Power Outage

Just before Tropical Storm Isaias rolled through, my hygrometer reached a new high:

Pre-Isaias humidity
Pre-Isaias humidity

The National Weather Service reported 99% at the airport a few miles away, so the meter’s calibration seems about right.

Shortly thereafter, the humidity dropped to the mid-70s as the wind picked up and, over the next few hours, falling branches took out vast swaths of Central Hudson’s electrical infrastructure. My little generator saved our refrigerator & freezer during 15 hours of outage; three days later, thousands of folks around us still have no power.

A confluence of other events, none nearly so dramatic, will throttle my posting over the next two weeks.

We’re OK and hope you’re OK, too …

17 thoughts on “Power Outage

  1. We had a thunderstorm complex last week, and a couple of days later some of the equipment on the 110kV regional line failed. It only took a couple of hours to fix, so I didn’t have to hook up the solar backup.

    The bad bit was that it was in the middle of doing an rsnapshot run, and I haven’t been using a UPS. As a result, the evening backup has some partially started files (there’s something like three threads of rsync running) that the filesystem doesn’t know what to do with.

    Deleting the bad backup with rm -rf didn’t work; the corrupted files aren’t touchable, though they can be copied, apparently. [wince]

    I moved the offending failed backups to the lost+found directory and kludged one in the right sequence.

    Must admit, I’ve never seen a file that messed up that could not be deleted; it throws an Input/Output error on seeing an rm, and ls -al shows question marks on all the permissions. [sigh]

    Glad you did all right. We’re hot, but haven’t had many catastrophic wildfires.Yet. (The management at Lava Beds National Monument were unavailable for comment.)

    1. Part of the power-loss ritual around here is turning off all the beeping UPS boxes under desks / benches / tables. They don’t last more than ten minutes, at best, just enough for a clean shutdown.

      I probably couldn’t get from full sleep through saving the nightly backup in time, though.

      1. Life is just too interesting at times.

        I finally checked the web, and a similar situation was tackled and written up in Linux Questions. That guy was using NTFS, so Windows chkdsk did the job for him.

        I did this drive as ext2, but e2fsck complained of a bad default superblock. fsck is plugging away at it. Curiously, the monthly safety backup (different drive) is ext4. So much for consistency.

        Our border collie considers UPS beeping to be a sign of the apocalypse, so the last time the batteries failed, I didn’t re-install it. I need to check power consumption; not sure the UPS has enough capacity for how I had things plugged in.

  2. WSW of Boston, we lucked out. A little wind. Not much rain. (Could have used it.)

    Regarding backup power, while our 13.5 kW PV is BTM, it is subject to Massachusetts safety rules and shunts off when grid goes down.

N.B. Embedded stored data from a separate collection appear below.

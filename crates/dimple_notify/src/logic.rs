// --- File: crates/dimple_notify/src/logic.rs ---

use once_cell::sync::Lazy;
use reqwest::Client;
use serde::{Deserialize, Serialize};
use thiserror::Error;
use tracing::debug;

// --- Error Handling ---
#[derive(Error, Debug)]
pub enum NotifyError {
    #[error("Telegram API request failed: {0}")]
    Request(#[from] reqwest::Error),
    #[error("Telegram API returned an error: {description}")]
    Api { description: String },
    #[error("Notification configuration missing or incomplete")]
    Config,
}

// --- Static HTTP Client ---
static HTTP_CLIENT: Lazy<Client> = Lazy::new(Client::new);

#[derive(Serialize, Debug)]
struct SendMessageRequest<'a> {
    chat_id: &'a str,
    text: &'a str,
    parse_mode: &'a str,
    disable_web_page_preview: bool,
}

#[derive(Deserialize, Debug)]
struct SendMessageResult {
    message_id: i64,
}

#[derive(Deserialize, Debug)]
struct SendMessageResponse {
    ok: bool,
    result: Option<SendMessageResult>,
    description: Option<String>,
}

/// Reads the Telegram bot token from the environment.
///
/// Like the Telebirr secret, the token never lives in config files;
/// deployments provide it via `TELEGRAM_BOT_TOKEN`.
pub fn telegram_bot_token() -> Result<String, NotifyError> {
    std::env::var("TELEGRAM_BOT_TOKEN").map_err(|_| NotifyError::Config)
}

/// Escapes user-supplied text inserted into an HTML-mode message.
pub fn escape_html(text: &str) -> String {
    text.replace('&', "&amp;")
        .replace('<', "&lt;")
        .replace('>', "&gt;")
}

/// Sends one message to a Telegram chat via the Bot API, HTML parse mode.
pub async fn send_telegram_message(
    bot_token: &str,
    chat_id: &str,
    text: &str,
) -> Result<String, NotifyError> {
    let url = format!("https://api.telegram.org/bot{}/sendMessage", bot_token);
    let request = SendMessageRequest {
        chat_id,
        text,
        parse_mode: "HTML",
        disable_web_page_preview: true,
    };

    let response = HTTP_CLIENT.post(&url).json(&request).send().await?;
    let parsed: SendMessageResponse = response.json().await?;
    if parsed.ok {
        let message_id = parsed.result.map(|r| r.message_id).unwrap_or_default();
        debug!(chat = chat_id, message_id, "telegram notification sent");
        Ok(message_id.to_string())
    } else {
        Err(NotifyError::Api {
            description: parsed
                .description
                .unwrap_or_else(|| "unknown Telegram API error".to_string()),
        })
    }
}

Alas. Thought about getting batteries and using as backup, but then, as I understand it, we lose net metering and that’s not a financial win.

    We do have an 18 kW emergency propane backup generator though. I also learned our power gets interrupted often enough that it’s worth it to me to have a UPS which is a honkin’ big lead acid battery (suitably packaged for safety) which keeps my workstation running no matter. I run long calculations so I don’t want them interrupted at the 21st hour.

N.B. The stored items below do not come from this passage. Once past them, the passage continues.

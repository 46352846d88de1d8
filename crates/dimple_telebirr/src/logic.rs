// --- File: crates/dimple_telebirr/src/logic.rs ---

use chrono::Utc;
use dimple_common::services::GatewayPaymentStatus;
use dimple_config::TelebirrConfig;
use once_cell::sync::Lazy;
use reqwest::Client;
use serde::{Deserialize, Serialize};
use std::collections::BTreeMap;
use std::time::Duration;
use thiserror::Error; // Use BTreeMap for ordered params for signing

// Signature generation imports
use base64::{engine::general_purpose::STANDARD as base64_engine, Engine as _};
use hmac::{Hmac, Mac};
use sha2::Sha256;

// URL encoding import
use serde_urlencoded;

use tracing::{debug, warn};

/// Default per-call timeout when the config does not set one.
const DEFAULT_TIMEOUT_SECS: u64 = 10;

// --- Error Handling ---
#[derive(Error, Debug)]
pub enum TelebirrError {
    #[error("Telebirr API request failed: {0}")]
    Request(String),
    /// The call timed out. The outcome on the gateway side is unknown, so
    /// callers must leave the payment pending rather than mark it failed.
    #[error("Telebirr API call timed out")]
    Timeout,
    #[error("Telebirr API returned an error: Status={status}, Message='{message}'")]
    Api { status: String, message: String },
    #[error("Failed to parse Telebirr API response: {0}")]
    Parse(#[from] serde_json::Error),
    #[error("Telebirr configuration missing or incomplete")]
    Config,
    #[error("Webhook signature verification failed")]
    WebhookSignature,
    #[error("Failed to encode request body: {0}")]
    Encoding(String),
}

impl From<reqwest::Error> for TelebirrError {
    fn from(err: reqwest::Error) -> Self {
        if err.is_timeout() {
            TelebirrError::Timeout
        } else {
            TelebirrError::Request(err.to_string())
        }
    }
}

// --- Static HTTP Client ---
// Initialize reqwest client lazily and store it statically
// This client will be reused for all Telebirr API calls within this crate
static HTTP_CLIENT: Lazy<Client> = Lazy::new(Client::new);

// --- Structures for Telebirr API Responses ---
#[derive(Deserialize, Debug)]
struct InitiateApiResponse {
    success: bool,
    #[serde(rename = "paymentUrl")]
    payment_url: Option<String>,
    #[serde(rename = "transactionId")]
    transaction_id: Option<String>,
    message: Option<String>,
}

#[derive(Deserialize, Debug)]
struct VerifyApiResponse {
    success: bool,
    status: Option<String>,
    message: Option<String>,
}

/// Result of asking Telebirr to start a transfer.
#[derive(Debug, Clone)]
pub struct InitiatedTransfer {
    /// The reference the transfer runs under (ours, echoed back).
    pub reference: String,
    /// Hosted payment page the payer is sent to, when the gateway uses one.
    pub payment_url: Option<String>,
}

// --- Webhook Payload Structure ---

/// Asynchronous confirmation event posted by Telebirr to our callback URL.
#[derive(Deserialize, Serialize, Debug, Clone)]
pub struct TelebirrWebhookPayload {
    /// Our opaque transaction reference (Telebirr calls it `outTradeNo`).
    #[serde(rename = "outTradeNo")]
    pub reference: String,
    pub status: String,
    #[serde(rename = "transactionId")]
    pub transaction_id: Option<String>,
    pub amount: Option<String>,
    pub msisdn: Option<String>,
    pub timestamp: Option<String>,
}

// --- Core Logic Functions ---

/// Reads the Telebirr API secret from the environment.
///
/// The secret never lives in config files; deployments provide it via
/// `TELEBIRR_API_SECRET`.
pub fn telebirr_api_secret() -> Result<String, TelebirrError> {
    std::env::var("TELEBIRR_API_SECRET").map_err(|_| TelebirrError::Config)
}

/// Generates the HMAC-SHA256 signature over the urlencoded parameter string.
fn generate_signature(query_string: &str, api_secret: &str) -> String {
    type HmacSha256 = Hmac<Sha256>;
    let mut mac = HmacSha256::new_from_slice(api_secret.as_bytes())
        .expect("HMAC can take key of any size");
    mac.update(query_string.as_bytes());
    let result = mac.finalize();
    base64_engine.encode(result.into_bytes())
}

/// Signs an ordered parameter map and returns the final form-encoded body
/// with the signature appended.
fn signed_form_body(
    mut params: BTreeMap<String, String>,
    api_secret: &str,
) -> Result<String, TelebirrError> {
    // URL-encode the parameters *before* signing so both sides sign the
    // same byte string.
    let query_string_for_sig = serde_urlencoded::to_string(&params).map_err(|e| {
        TelebirrError::Encoding(format!("Failed to urlencode params for signature: {}", e))
    })?;
    let signature = generate_signature(&query_string_for_sig, api_secret);
    params.insert("signature".to_string(), signature);
    serde_urlencoded::to_string(&params)
        .map_err(|e| TelebirrError::Encoding(format!("Failed to urlencode final params: {}", e)))
}

/// Telebirr amounts are birr with two decimals; we hold cents internally.
fn format_amount(amount_cents: i64) -> String {
    format!("{}.{:02}", amount_cents / 100, amount_cents % 100)
}

fn call_timeout(config: &TelebirrConfig) -> Duration {
    Duration::from_secs(config.timeout_seconds.unwrap_or(DEFAULT_TIMEOUT_SECS))
}

/// Asks Telebirr to start a transfer of `amount_cents` from `payer_phone`
/// under our opaque `reference`.
///
/// A timeout surfaces as [`TelebirrError::Timeout`]; the outcome is then
/// ambiguous and the payment must stay pending until a webhook or an
/// explicit verify call resolves it.
pub async fn initiate_payment(
    config: &TelebirrConfig,
    amount_cents: i64,
    payer_phone: &str,
    reference: &str,
    description: &str,
) -> Result<InitiatedTransfer, TelebirrError> {
    let api_secret = telebirr_api_secret()?;

    let mut form_params: BTreeMap<String, String> = BTreeMap::new();
    form_params.insert("merchantId".to_string(), config.merchant_id.clone());
    form_params.insert("amount".to_string(), format_amount(amount_cents));
    form_params.insert(
        "currency".to_string(),
        config.currency.clone().unwrap_or_else(|| "ETB".to_string()),
    );
    form_params.insert("msisdn".to_string(), payer_phone.to_string());
    form_params.insert("outTradeNo".to_string(), reference.to_string());
    form_params.insert("subject".to_string(), description.to_string());
    form_params.insert("notifyUrl".to_string(), config.callback_url.clone());
    form_params.insert(
        "timestamp".to_string(),
        Utc::now().timestamp_millis().to_string(),
    );

    let body = signed_form_body(form_params, &api_secret)?;
    let api_url = format!("{}/payment/initiate", config.api_url.trim_end_matches('/'));

    debug!(reference, url = %api_url, "sending Telebirr initiate request");

    let response = HTTP_CLIENT
        .post(&api_url)
        .header(
            reqwest::header::CONTENT_TYPE,
            "application/x-www-form-urlencoded",
        )
        .timeout(call_timeout(config))
        .body(body)
        .send()
        .await?;

    let status = response.status();
    let body_text = response.text().await?;

    if !status.is_success() {
        warn!(reference, %status, "Telebirr initiate returned HTTP error");
        return Err(TelebirrError::Api {
            status: status.to_string(),
            message: body_text,
        });
    }

    let parsed: InitiateApiResponse = serde_json::from_str(&body_text)?;
    if parsed.success {
        Ok(InitiatedTransfer {
            reference: parsed
                .transaction_id
                .unwrap_or_else(|| reference.to_string()),
            payment_url: parsed.payment_url,
        })
    } else {
        Err(TelebirrError::Api {
            status: "rejected".to_string(),
            message: parsed
                .message
                .unwrap_or_else(|| "Unknown Telebirr API error".to_string()),
        })
    }
}

/// Queries Telebirr for the state of a previously initiated transfer.
pub async fn query_payment(
    config: &TelebirrConfig,
    reference: &str,
) -> Result<GatewayPaymentStatus, TelebirrError> {
    let api_secret = telebirr_api_secret()?;

    let mut form_params: BTreeMap<String, String> = BTreeMap::new();
    form_params.insert("merchantId".to_string(), config.merchant_id.clone());
    form_params.insert("outTradeNo".to_string(), reference.to_string());
    form_params.insert(
        "timestamp".to_string(),
        Utc::now().timestamp_millis().to_string(),
    );

    let body = signed_form_body(form_params, &api_secret)?;
    let api_url = format!("{}/payment/verify", config.api_url.trim_end_matches('/'));

    debug!(reference, url = %api_url, "sending Telebirr verify request");

    let response = HTTP_CLIENT
        .post(&api_url)
        .header(
            reqwest::header::CONTENT_TYPE,
            "application/x-www-form-urlencoded",
        )
        .timeout(call_timeout(config))
        .body(body)
        .send()
        .await?;

    let status = response.status();
    let body_text = response.text().await?;

    if !status.is_success() {
        warn!(reference, %status, "Telebirr verify returned HTTP error");
        return Err(TelebirrError::Api {
            status: status.to_string(),
            message: body_text,
        });
    }

    let parsed: VerifyApiResponse = serde_json::from_str(&body_text)?;
    if parsed.success {
        Ok(gateway_status_from_str(parsed.status.as_deref().unwrap_or("")))
    } else {
        Err(TelebirrError::Api {
            status: "rejected".to_string(),
            message: parsed
                .message
                .unwrap_or_else(|| "Unknown Telebirr API error".to_string()),
        })
    }
}

/// Maps Telebirr's transaction status strings onto the gateway contract.
///
/// Anything unrecognized reads as still pending; only an explicit terminal
/// status may settle a payment.
pub fn gateway_status_from_str(status: &str) -> GatewayPaymentStatus {
    match status.to_ascii_lowercase().as_str() {
        "success" | "completed" | "paid" => GatewayPaymentStatus::Success,
        "failed" | "cancelled" | "expired" => GatewayPaymentStatus::Failed,
        _ => GatewayPaymentStatus::Pending,
    }
}

// --- Webhook Verification ---

/// Verifies the signature of an incoming Telebirr webhook request.
///
/// The signature header carries base64(HMAC-SHA256(raw body)) under the
/// shared API secret.
pub fn verify_webhook_signature(
    api_secret: &str,
    request_body: &[u8],
    signature_header: Option<&str>,
) -> Result<(), TelebirrError> {
    let Some(signature) = signature_header else {
        return Err(TelebirrError::WebhookSignature);
    };
    type HmacSha256 = Hmac<Sha256>;
    let mut mac = HmacSha256::new_from_slice(api_secret.as_bytes())
        .expect("HMAC can take key of any size");
    mac.update(request_body);
    let expected = base64_engine.encode(mac.finalize().into_bytes());
    if expected == signature {
        Ok(())
    } else {
        Err(TelebirrError::WebhookSignature)
    }
}

#[cfg(test)]
mod tests {
    use super::*;

    #[test]
    fn amount_is_birr_with_two_decimals() {
        assert_eq!(format_amount(60_000), "600.00");
        assert_eq!(format_amount(12_345), "123.45");
        assert_eq!(format_amount(5), "0.05");
    }

    #[test]
    fn signature_is_deterministic_and_key_sensitive() {
        let a = generate_signature("amount=600.00&outTradeNo=ref-1", "secret");
        let b = generate_signature("amount=600.00&outTradeNo=ref-1", "secret");
        let c = generate_signature("amount=600.00&outTradeNo=ref-1", "other");
        assert_eq!(a, b);
        assert_ne!(a, c);
    }

    #[test]
    fn signed_body_carries_signature_param() {
        let mut params = BTreeMap::new();
        params.insert("amount".to_string(), "600.00".to_string());
        params.insert("outTradeNo".to_string(), "ref-1".to_string());
        let body = signed_form_body(params, "secret").unwrap();
        assert!(body.contains("amount=600.00"));
        assert!(body.contains("signature="));
    }

    #[test]
    fn webhook_signature_roundtrip() {
        let body = br#"{"outTradeNo":"ref-1","status":"success"}"#;
        type HmacSha256 = Hmac<Sha256>;
        let mut mac = HmacSha256::new_from_slice(b"secret").unwrap();
        mac.update(body);
        let signature = base64_engine.encode(mac.finalize().into_bytes());

        assert!(verify_webhook_signature("secret", body, Some(&signature)).is_ok());
        assert!(matches!(
            verify_webhook_signature("other", body, Some(&signature)),
            Err(TelebirrError::WebhookSignature)
        ));
        assert!(matches!(
            verify_webhook_signature("secret", body, None),
            Err(TelebirrError::WebhookSignature)
        ));
    }

    #[test]
    fn unknown_gateway_status_reads_as_pending() {
        assert_eq!(
            gateway_status_from_str("SUCCESS"),
            GatewayPaymentStatus::Success
        );
        assert_eq!(
            gateway_status_from_str("cancelled"),
            GatewayPaymentStatus::Failed
        );
        assert_eq!(
            gateway_status_from_str("processing"),
            GatewayPaymentStatus::Pending
        );
        assert_eq!(gateway_status_from_str(""), GatewayPaymentStatus::Pending);
    }

    #[test]
    fn webhook_payload_deserializes_gateway_field_names() {
        let payload: TelebirrWebhookPayload = serde_json::from_str(
            r#"{"outTradeNo":"DIMPLE-abc-123","status":"success","transactionId":"TB900","amount":"600.00","msisdn":"+251911000000"}"#,
        )
        .unwrap();
        assert_eq!(payload.reference, "DIMPLE-abc-123");
        assert_eq!(payload.transaction_id.as_deref(), Some("TB900"));
    }
}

    The backup generator can’t do the house, e.g., our air source heat pumps, but it can do the fridge, a small stove, and all the electrical circuits with computers and NAS.

    The only step I skipped this tropical storm, taking a chance, was I did not test my gasoline powered water pump. We got that after Hurricane Irene flooded our basement. We had a little electrical pump, but it took forever to drain, so invested in the gas pump. Biggest problem is that the gas goes bad and needs to be replaced. Don’t use it often enough. It’s got semi-firm 2.5″ hoses.

    1. If you can find non-oxygenated gasoline (I don’t know East coast, in Oregon it’s at marinas and fuel terminals), that will eliminate most of the bad-gasoline issues. There’s also stuff like Stabil which is supposed to keep ordinary gas from going bad. I’ve had some improvement, but all the small engines on our place use non-oxy.

      FWIW, high test is easier to get than lower octane. My engines don’t need it, but one fuel depot sells both grades.

      1. I looked into getting gas at the airport, but it’s dispensed inside the security barrier (for obvious reasons!) and just not worth the effort.

        So far, Sta-Bil in every can + starting fluid keeps the engines turning over, so I’ve declared victory.

    2. I depend on Sta-Bil to keep various engines happy over the winter, although I confess to firing starting fluid up their snouts as needed. Wakes the dead, it does.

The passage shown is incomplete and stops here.